Actually, while that visit was Friday, June really started when I fainted at the gym the next morning. Doing pulley-rows. half-way through the second set, I got that light-headed feeling that says “head between knees now”, which I started to do, and the next thing I remember I was sound asleep wondering how I got home. Then I woke up, and saw that I was in the gym, thought that was part of the dream, and then realised that it wasn’t, and that I must have passed out. I had not hurt anything - it’s a short trip from the pulley-row seat to the industrial carpet floor - but the gym had called an ambulance. The paramedics took ECGs, pulses, blood sugar and asked all the right questions. Fainting is taken very seriously, because while it probably means “not enough to eat”, it might mean all sorts of serious conditions. They took me off to University College Hospital, where I was whisked straight into a room, someone took some blood for testing, and then I was ignored for a couple of hours. Only by telling a nurse I was going to leave, did I get a young lady doctor, who asked even more sensible questions, made sure everything moved, prodded my abs and declared them “nice and soft” (!!!! my abs are like rock, but I think she meant, “not tight like a drum”), and sent me on my way. Following that I had lunch at Carluccio’s in Bloomsbury Square and went to the movies.

I took the next day off, because after you faint, you will have a few days where you’re not sure you might not do it again. It takes a little while to regain confidence in yourself.

I found a decorator for the flaking paint in my kitchen, he diagnosed a leaking cistern, and the plumber he suggested confirmed it. So towards the end of June, Pat the Plumber came in, hammered away and did things with pipes, to remove my old free-standing toilet and hidden cistern, and temporarily install the floor-stander I bought to replace it. July started with me taking all the old crud from my bathroom to the re-built tip at Spacewaye. Ah, what life is made of! The pipe into the cistern had been leaking slightly every time I flushed. Leaking stopped, the walls and floor could dry out, and everyone re-convened at the end of July to tile in the bathroom, and scrape away bad plaster, make good and paint the kitchen. Then Pat the Plumber came back and put the cistern on. Did I mention I was flushing with water from a bowl for a month? Always something new in my life.

Remember that week in July when the weather was crap? Yep. That was the week I took off.

July ended with the death of my nephew’s father. It turned out I was the sole remaining executor of his Will. So there were back-and-forths with the solicitor who held the will, while I assembled and had certified various documents to send so they could send me the Will. I handed that over to my nephew’s solicitor, who has acted for our family for a long time, and renounced my Executorship. This leaves my nephew in charge, which is how everyone wants it.
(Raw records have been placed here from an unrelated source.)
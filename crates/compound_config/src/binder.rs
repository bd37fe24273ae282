//! The configuration binder.
//!
//! [`Binder`] walks a type's [`ConfigSchema`], finds each field's value in the
//! configuration store, converts it and writes it through the field's setter.
//!
//! # Resolution
//!
//! For every field:
//!
//! 1. The document comes from the field's own path, else the type's path,
//!    else the caller's default document.
//! 2. The key is the field's key (or its name), prefixed with the base key.
//! 3. A missing or unreadable document, a missing key or a missing value
//!    fails the bind if the field is required, and skips the field otherwise.
//! 4. The raw value goes through the field's resolver, or is coerced to the
//!    field's type. Numbers are narrowed or widened to the field's width.
//! 5. Strings of `colorize`d fields pass through the [`ColorTranslator`].
//! 6. The value must be of the field's type, and the setter must accept it.
//!
//! The first required field that cannot be satisfied ends the bind with an
//! error. Optional fields that cannot be satisfied are logged and skipped.
//! Ancestors are bound after the type's own fields, with the caller's
//! defaults. Nested sections are bound last, from their owner's document.

use crate::colorize::{AlternateColorCodes, ColorTranslator};
use crate::document::ConfigDocument;
use crate::error::{BindError, FieldSite, ResolveError, StoreError, panic_message};
use crate::resolver::ResolverSpec;
use crate::schema::{Bind, ConfigSchema, Configurable, FieldBinding, FieldType};
use crate::store::ConfigStore;
use crate::value::{BoundValue, ValueKind};
use core::fmt;
use hashbrown::HashMap;
use serde_json::Value;
use std::panic::{self, AssertUnwindSafe};
use std::sync::Arc;

// ─────────────────────────────────────────────────────────────────────────────
// BindDefaults
// ─────────────────────────────────────────────────────────────────────────────

/// Caller-supplied defaults for one bind: the fallback document, its path and
/// the base key prefixed to every field key.
///
/// A fallback document that failed to open is kept as its error. Only the
/// fields that fall back to it see the failure.
#[derive(Debug, Clone, Copy, Default)]
pub struct BindDefaults<'a> {
    document: Option<&'a ConfigDocument>,
    failure: Option<&'a Arc<StoreError>>,
    path: Option<&'a str>,
    base_key: Option<&'a str>,
}

impl<'a> BindDefaults<'a> {
    /// No default document, no path, no base key.
    #[must_use]
    pub fn none() -> Self {
        Self::default()
    }

    /// Creates defaults from their parts.
    #[must_use]
    pub fn new(
        document: Option<&'a ConfigDocument>,
        path: Option<&'a str>,
        base_key: Option<&'a str>,
    ) -> Self {
        Self {
            document,
            failure: None,
            path,
            base_key,
        }
    }

    /// Creates defaults from the outcome of opening the document at `path`.
    #[must_use]
    pub fn opened(
        opened: Result<Option<&'a ConfigDocument>, &'a Arc<StoreError>>,
        path: Option<&'a str>,
        base_key: Option<&'a str>,
    ) -> Self {
        match opened {
            Ok(document) => Self::new(document, path, base_key),
            Err(failure) => Self {
                document: None,
                failure: Some(failure),
                path,
                base_key,
            },
        }
    }

    /// Returns the default document.
    #[must_use]
    pub fn document(&self) -> Option<&'a ConfigDocument> {
        self.document
    }

    /// Returns the error the default document failed to open with, if any.
    #[must_use]
    pub fn failure(&self) -> Option<&'a Arc<StoreError>> {
        self.failure
    }

    /// Returns the default document's path.
    #[must_use]
    pub fn path(&self) -> Option<&'a str> {
        self.path
    }

    /// Returns the base key.
    #[must_use]
    pub fn base_key(&self) -> Option<&'a str> {
        self.base_key
    }

    /// Returns the same defaults with a different base key.
    #[must_use]
    pub fn with_base_key<'b>(&self, base_key: &'b str) -> BindDefaults<'b>
    where
        'a: 'b,
    {
        BindDefaults {
            document: self.document,
            failure: self.failure,
            path: self.path,
            base_key: Some(base_key),
        }
    }

    /// Returns `key` prefixed with the base key, if there is one.
    #[must_use]
    pub fn prefixed(&self, key: &str) -> String {
        match self.base_key {
            Some(base) => format!("{base}.{key}"),
            None => key.to_owned(),
        }
    }
}

// ─────────────────────────────────────────────────────────────────────────────
// Documents
// ─────────────────────────────────────────────────────────────────────────────

type Opened = Result<Option<ConfigDocument>, Arc<StoreError>>;

/// Documents opened during one bind, each opened at most once and released
/// when the bind returns.
struct Documents<'a> {
    store: &'a dyn ConfigStore,
    opened: HashMap<String, Opened>,
}

impl<'a> Documents<'a> {
    fn new(store: &'a dyn ConfigStore) -> Self {
        Self {
            store,
            opened: HashMap::new(),
        }
    }

    fn open(&mut self, path: &str) -> Result<Option<&ConfigDocument>, &Arc<StoreError>> {
        let store = self.store;
        let opened = self
            .opened
            .entry(path.to_owned())
            .or_insert_with(|| store.open(path).map_err(Arc::new));
        match opened {
            Ok(document) => Ok(document.as_ref()),
            Err(err) => Err(err),
        }
    }
}

// ─────────────────────────────────────────────────────────────────────────────
// Binder
// ─────────────────────────────────────────────────────────────────────────────

/// Populates configurable values from a [`ConfigStore`].
///
/// # Example
///
/// ```
/// use compound_config::prelude::*;
///
/// #[derive(Default)]
/// struct Server {
///     port: f64,
///     motd: String,
/// }
///
/// impl Configurable for Server {
///     fn schema() -> ConfigSchema<Self> {
///         ConfigSchema::new()
///             .path("server.json")
///             .field(FieldBinding::new("port", |s: &mut Server| &mut s.port))
///             .field(FieldBinding::new("motd", |s: &mut Server| &mut s.motd).colorize(true))
///     }
/// }
///
/// let store = MemoryStore::new().with_document(
///     "server.json",
///     ConfigDocument::new().with("port", 8080).with("motd", "&cWelcome"),
/// );
/// let binder = Binder::new(store);
///
/// let mut server = Server::default();
/// binder.bind(&mut server).unwrap();
/// assert_eq!(server.port, 8080.0);
/// assert_eq!(server.motd, "\u{00A7}cWelcome");
/// ```
#[derive(Clone)]
pub struct Binder {
    store: Arc<dyn ConfigStore>,
    colors: Arc<dyn ColorTranslator>,
}

impl fmt::Debug for Binder {
    fn fmt(&self, f: &mut fmt::Formatter<'_>) -> fmt::Result {
        f.debug_struct("Binder").finish_non_exhaustive()
    }
}

impl Binder {
    /// Creates a binder over `store`, translating `&` color codes.
    #[must_use]
    pub fn new(store: impl ConfigStore + 'static) -> Self {
        Self::from_shared(Arc::new(store))
    }

    /// Creates a binder over a shared store.
    #[must_use]
    pub fn from_shared(store: Arc<dyn ConfigStore>) -> Self {
        Self {
            store,
            colors: Arc::new(AlternateColorCodes::default()),
        }
    }

    /// Replaces the color translator.
    #[must_use]
    pub fn with_colors(mut self, colors: impl ColorTranslator + 'static) -> Self {
        self.colors = Arc::new(colors);
        self
    }

    /// Returns the underlying store.
    #[must_use]
    pub fn store(&self) -> &dyn ConfigStore {
        &*self.store
    }

    /// Binds `target` using only field- and type-level document paths.
    ///
    /// # Errors
    ///
    /// Returns the first required field that could not be satisfied.
    pub fn bind<T: Configurable>(&self, target: &mut T) -> Result<(), BindError> {
        self.bind_with_defaults(target, &BindDefaults::none())
    }

    /// Binds `target`, opening `path` as the default document.
    ///
    /// A default document that cannot be read counts as missing for every
    /// field falling back to it.
    ///
    /// # Errors
    ///
    /// Returns the first required field that could not be satisfied.
    pub fn bind_with_path<T: Configurable>(
        &self,
        target: &mut T,
        path: &str,
        base_key: Option<&str>,
    ) -> Result<(), BindError> {
        let opened = self.store.open(path).map_err(Arc::new);
        self.bind_with_defaults(
            target,
            &BindDefaults::opened(opened.as_ref().map(Option::as_ref), Some(path), base_key),
        )
    }

    /// Binds `target` against an already loaded default document.
    ///
    /// # Errors
    ///
    /// Returns the first required field that could not be satisfied.
    pub fn bind_with_document<T: Configurable>(
        &self,
        target: &mut T,
        document: &ConfigDocument,
        path: Option<&str>,
        base_key: Option<&str>,
    ) -> Result<(), BindError> {
        self.bind_with_defaults(target, &BindDefaults::new(Some(document), path, base_key))
    }

    /// Binds a type-erased target, opening `path` as the default document if
    /// one is given.
    ///
    /// # Errors
    ///
    /// Same as [`bind_with_path`](Self::bind_with_path).
    pub fn bind_dyn(
        &self,
        target: &mut dyn Bind,
        path: Option<&str>,
        base_key: Option<&str>,
    ) -> Result<(), BindError> {
        let opened = match path {
            Some(path) => self.store.open(path).map_err(Arc::new),
            None => Ok(None),
        };
        target.bind_config(
            self,
            &BindDefaults::opened(opened.as_ref().map(Option::as_ref), path, base_key),
        )
    }

    /// Binds `target` with explicit defaults.
    ///
    /// # Errors
    ///
    /// Returns the first required field that could not be satisfied.
    pub fn bind_with_defaults<T: Configurable>(
        &self,
        target: &mut T,
        defaults: &BindDefaults<'_>,
    ) -> Result<(), BindError> {
        let schema = T::schema();
        let mut documents = Documents::new(&*self.store);

        for field in schema.fields() {
            match self.bind_field(target, &schema, field, defaults, &mut documents) {
                Ok(()) => {}
                Err(err) if field.is_required() => {
                    tracing::warn!(
                        owner = schema.type_name(),
                        field = field.name(),
                        "{err}"
                    );
                    return Err(err);
                }
                Err(err) => {
                    tracing::warn!(
                        owner = schema.type_name(),
                        field = field.name(),
                        "skipping optional field: {err}"
                    );
                }
            }
        }

        for ancestor in &schema.ancestors {
            (ancestor.bind)(self, target, defaults)?;
        }

        if !schema.nested.is_empty() {
            // Nested sections live in their owner's document.
            let owner = match schema.document_path() {
                Some(path) => {
                    BindDefaults::opened(documents.open(path), Some(path), defaults.base_key())
                }
                None => *defaults,
            };
            for nested in &schema.nested {
                (nested.bind)(self, target, &owner)?;
            }
        }

        Ok(())
    }

    fn bind_field<T>(
        &self,
        target: &mut T,
        schema: &ConfigSchema<T>,
        field: &FieldBinding<T>,
        defaults: &BindDefaults<'_>,
        documents: &mut Documents<'_>,
    ) -> Result<(), BindError> {
        let key = defaults.prefixed(field.key_or_name());
        let (path, document) = match field.document_path().or(schema.document_path()) {
            Some(path) => (Some(path), documents.open(path).map_err(Arc::clone)),
            None => match defaults.failure() {
                Some(failure) => (defaults.path(), Err(Arc::clone(failure))),
                None => (defaults.path(), Ok(defaults.document())),
            },
        };

        let site = || FieldSite {
            owner: schema.type_name(),
            field: field.name(),
            key: key.clone(),
            path: path.map(str::to_owned),
        };

        let document = match document {
            Ok(Some(document)) => document,
            Ok(None) => return Err(BindError::MissingDocument(site())),
            Err(source) => {
                return Err(BindError::Store {
                    site: site(),
                    source,
                });
            }
        };

        let Some(raw) = document.get(&key) else {
            return Err(BindError::MissingKey(site()));
        };
        if raw.is_null() {
            return Err(BindError::MissingValue(site()));
        }

        let ty = field.field_type();
        let mut value = match field.resolver_spec() {
            Some(resolver) => self.resolve(resolver, ty, raw, &site)?,
            None => ty.convert(raw).ok_or_else(|| BindError::InvalidValue {
                site: site(),
                expected: ty.type_name(),
                found: ValueKind::of(raw),
            })?,
        };

        if field.is_colorized()
            && let Some(text) = value.downcast_mut::<String>()
        {
            *text = self.colors.translate(text);
        }

        if !ty.matches(&*value) {
            return Err(BindError::InvalidValue {
                site: site(),
                expected: ty.type_name(),
                found: ValueKind::of(raw),
            });
        }

        field
            .set(target, value)
            .map_err(|source| BindError::Assign {
                site: site(),
                source,
            })
    }

    fn resolve(
        &self,
        resolver: &ResolverSpec,
        ty: &FieldType,
        raw: &Value,
        site: &dyn Fn() -> FieldSite,
    ) -> Result<BoundValue, BindError> {
        let failed = |source| BindError::Resolver {
            site: site(),
            resolver: resolver.name(),
            source,
        };

        if resolver.output_type_id() != ty.type_id() {
            return Err(BindError::ResolverMismatch {
                site: site(),
                resolver: resolver.name(),
                produces: resolver.output_name(),
                expected: ty.type_name(),
            });
        }

        if !resolver.accepts(raw) {
            return Err(failed(ResolveError::InvalidInput {
                expected: resolver.input_kind(),
                found: ValueKind::of(raw),
            }));
        }

        let instance = resolver.instantiate().map_err(failed)?;
        match panic::catch_unwind(AssertUnwindSafe(|| instance.resolve(raw))) {
            Ok(result) => result.map_err(failed),
            Err(payload) => Err(failed(ResolveError::Panicked(panic_message(&*payload)))),
        }
    }
}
At some point in mid-July, I got a summer cold and had a day off to recover. I spent the next three weeks with a lingering cough, that culminated in a Thursday when I had really bad coughing and felt feverish and weak, and rarely for me, bailed at work. I saw my GP that Monday, who prescribed a week’ worth of amoxycillin. I took those, the cough went and I felt a little more perky than I had for a while. Some things do just work.

I saw War Machine, at the Curzon Bloomsbury, Baby Driver at the Curzon Soho, and Dunkirk at the local Cineworld. On DVD, I went through S1 of The Returned, Fog and Crimes and Billions S1.

Paco Pena passed through Sadlers Wells, and I saw him on the Saturday matinee, after lunch at Caravan in Exmouth Market.

I started my free month subscription to Tidal Premium. Not complaining yet. The difference in quality between the BBC Radio 3 digital broadcast of Respighi’s Pines of Rome and Tidal stream of the Academy of St Martin's version was night and day. The classical music seems thin on the ground, but I don’t see Naxos licensing its catalogue to Jay-Z when they have a site of their own.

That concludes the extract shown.